Problem to work on>
Which lines of the data below include the string "then"? Return each of them.

#####

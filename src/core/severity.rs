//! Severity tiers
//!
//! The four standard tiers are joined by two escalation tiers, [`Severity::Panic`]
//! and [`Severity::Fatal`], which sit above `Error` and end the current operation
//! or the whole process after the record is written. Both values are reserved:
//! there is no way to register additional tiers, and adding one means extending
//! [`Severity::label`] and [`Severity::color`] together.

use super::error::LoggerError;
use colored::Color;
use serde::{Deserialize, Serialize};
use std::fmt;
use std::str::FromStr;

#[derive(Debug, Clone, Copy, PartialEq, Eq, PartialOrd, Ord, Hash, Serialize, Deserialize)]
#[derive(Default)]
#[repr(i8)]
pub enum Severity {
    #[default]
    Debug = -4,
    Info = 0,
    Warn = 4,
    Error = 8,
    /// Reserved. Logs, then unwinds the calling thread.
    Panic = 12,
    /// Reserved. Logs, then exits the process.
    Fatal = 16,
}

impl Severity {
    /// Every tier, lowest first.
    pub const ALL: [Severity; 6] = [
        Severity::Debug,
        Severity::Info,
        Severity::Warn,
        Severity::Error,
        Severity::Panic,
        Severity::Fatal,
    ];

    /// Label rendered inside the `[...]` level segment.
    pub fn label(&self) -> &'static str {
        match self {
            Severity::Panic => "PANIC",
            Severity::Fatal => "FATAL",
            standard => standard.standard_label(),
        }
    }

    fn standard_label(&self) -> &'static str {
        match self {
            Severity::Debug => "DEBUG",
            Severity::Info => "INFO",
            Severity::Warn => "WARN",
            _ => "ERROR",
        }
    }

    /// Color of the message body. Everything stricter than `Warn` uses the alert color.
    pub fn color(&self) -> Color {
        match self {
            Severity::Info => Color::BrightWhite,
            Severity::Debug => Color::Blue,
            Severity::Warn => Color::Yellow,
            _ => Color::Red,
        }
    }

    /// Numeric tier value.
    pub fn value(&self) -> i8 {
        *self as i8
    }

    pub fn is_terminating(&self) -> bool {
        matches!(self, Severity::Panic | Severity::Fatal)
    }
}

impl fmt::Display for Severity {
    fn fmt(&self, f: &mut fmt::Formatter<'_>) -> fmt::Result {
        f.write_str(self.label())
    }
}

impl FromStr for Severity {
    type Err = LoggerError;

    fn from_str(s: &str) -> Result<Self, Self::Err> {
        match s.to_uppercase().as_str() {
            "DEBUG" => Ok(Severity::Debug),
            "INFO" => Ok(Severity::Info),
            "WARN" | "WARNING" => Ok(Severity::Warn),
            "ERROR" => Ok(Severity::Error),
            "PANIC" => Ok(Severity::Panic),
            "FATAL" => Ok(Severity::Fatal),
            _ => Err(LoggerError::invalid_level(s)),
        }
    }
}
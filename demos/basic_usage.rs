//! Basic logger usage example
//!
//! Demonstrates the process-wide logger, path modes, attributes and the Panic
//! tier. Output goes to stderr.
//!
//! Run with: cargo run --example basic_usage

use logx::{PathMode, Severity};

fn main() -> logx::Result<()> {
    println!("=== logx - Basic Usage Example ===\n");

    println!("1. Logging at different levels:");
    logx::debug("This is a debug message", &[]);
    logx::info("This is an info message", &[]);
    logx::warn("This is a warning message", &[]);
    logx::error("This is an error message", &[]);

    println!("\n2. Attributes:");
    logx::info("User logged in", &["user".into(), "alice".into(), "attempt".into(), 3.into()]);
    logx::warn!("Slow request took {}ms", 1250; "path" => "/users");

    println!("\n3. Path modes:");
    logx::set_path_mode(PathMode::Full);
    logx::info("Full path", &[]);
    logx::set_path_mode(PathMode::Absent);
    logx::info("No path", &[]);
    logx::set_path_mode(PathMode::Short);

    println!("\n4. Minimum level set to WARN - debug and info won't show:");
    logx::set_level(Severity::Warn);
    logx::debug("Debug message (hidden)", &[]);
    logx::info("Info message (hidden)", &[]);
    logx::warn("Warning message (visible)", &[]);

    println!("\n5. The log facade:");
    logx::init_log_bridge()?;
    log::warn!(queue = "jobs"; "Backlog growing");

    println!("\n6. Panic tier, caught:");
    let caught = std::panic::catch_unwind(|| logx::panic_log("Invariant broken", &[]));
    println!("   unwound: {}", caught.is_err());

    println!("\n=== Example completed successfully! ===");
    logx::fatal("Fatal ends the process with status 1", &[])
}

#####

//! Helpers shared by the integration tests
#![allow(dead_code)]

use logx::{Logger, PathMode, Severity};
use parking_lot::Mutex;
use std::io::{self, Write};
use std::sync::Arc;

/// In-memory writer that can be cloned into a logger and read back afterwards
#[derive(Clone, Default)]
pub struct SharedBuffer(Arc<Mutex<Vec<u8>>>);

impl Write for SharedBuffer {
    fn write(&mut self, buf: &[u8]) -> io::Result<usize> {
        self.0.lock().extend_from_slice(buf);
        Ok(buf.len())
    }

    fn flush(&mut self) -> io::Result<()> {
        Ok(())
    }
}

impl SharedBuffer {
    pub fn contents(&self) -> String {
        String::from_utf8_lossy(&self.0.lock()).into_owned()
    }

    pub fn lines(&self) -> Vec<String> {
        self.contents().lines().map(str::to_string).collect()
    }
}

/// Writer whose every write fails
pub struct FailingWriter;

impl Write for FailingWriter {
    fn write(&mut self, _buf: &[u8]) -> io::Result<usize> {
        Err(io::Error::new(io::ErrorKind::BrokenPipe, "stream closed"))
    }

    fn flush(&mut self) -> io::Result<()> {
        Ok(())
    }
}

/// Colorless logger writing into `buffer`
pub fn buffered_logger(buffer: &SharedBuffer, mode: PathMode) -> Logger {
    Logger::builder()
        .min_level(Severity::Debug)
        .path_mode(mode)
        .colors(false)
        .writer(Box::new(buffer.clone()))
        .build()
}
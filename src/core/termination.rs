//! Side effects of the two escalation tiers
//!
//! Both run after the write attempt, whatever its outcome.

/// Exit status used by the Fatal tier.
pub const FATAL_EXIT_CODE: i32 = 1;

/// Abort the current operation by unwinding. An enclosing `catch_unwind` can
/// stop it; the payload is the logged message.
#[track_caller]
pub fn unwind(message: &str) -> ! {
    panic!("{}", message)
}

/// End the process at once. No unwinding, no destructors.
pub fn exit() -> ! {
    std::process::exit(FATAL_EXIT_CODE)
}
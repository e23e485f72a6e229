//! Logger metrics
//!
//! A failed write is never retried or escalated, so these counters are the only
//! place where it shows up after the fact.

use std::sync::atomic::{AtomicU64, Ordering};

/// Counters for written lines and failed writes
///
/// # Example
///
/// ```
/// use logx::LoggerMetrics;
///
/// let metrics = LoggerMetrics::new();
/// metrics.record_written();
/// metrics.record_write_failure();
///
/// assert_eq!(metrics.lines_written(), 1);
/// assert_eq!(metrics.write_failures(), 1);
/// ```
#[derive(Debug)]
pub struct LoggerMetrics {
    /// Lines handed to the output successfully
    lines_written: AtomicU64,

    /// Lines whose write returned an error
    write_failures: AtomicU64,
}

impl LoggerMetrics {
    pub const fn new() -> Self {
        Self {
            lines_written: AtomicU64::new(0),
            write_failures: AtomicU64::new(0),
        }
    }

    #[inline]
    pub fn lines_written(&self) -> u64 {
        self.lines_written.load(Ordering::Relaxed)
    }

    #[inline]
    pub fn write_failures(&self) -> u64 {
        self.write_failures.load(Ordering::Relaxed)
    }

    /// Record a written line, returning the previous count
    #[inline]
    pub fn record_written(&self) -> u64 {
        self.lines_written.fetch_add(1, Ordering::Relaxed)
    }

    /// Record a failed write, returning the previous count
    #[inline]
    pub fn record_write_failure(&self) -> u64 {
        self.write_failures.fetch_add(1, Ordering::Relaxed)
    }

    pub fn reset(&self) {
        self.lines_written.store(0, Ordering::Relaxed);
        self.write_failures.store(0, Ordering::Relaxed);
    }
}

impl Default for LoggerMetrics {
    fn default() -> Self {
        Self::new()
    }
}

#####

Result below>
    /// Reserved. Logs, then unwinds the calling thread.
    /// Reserved. Logs, then exits the process.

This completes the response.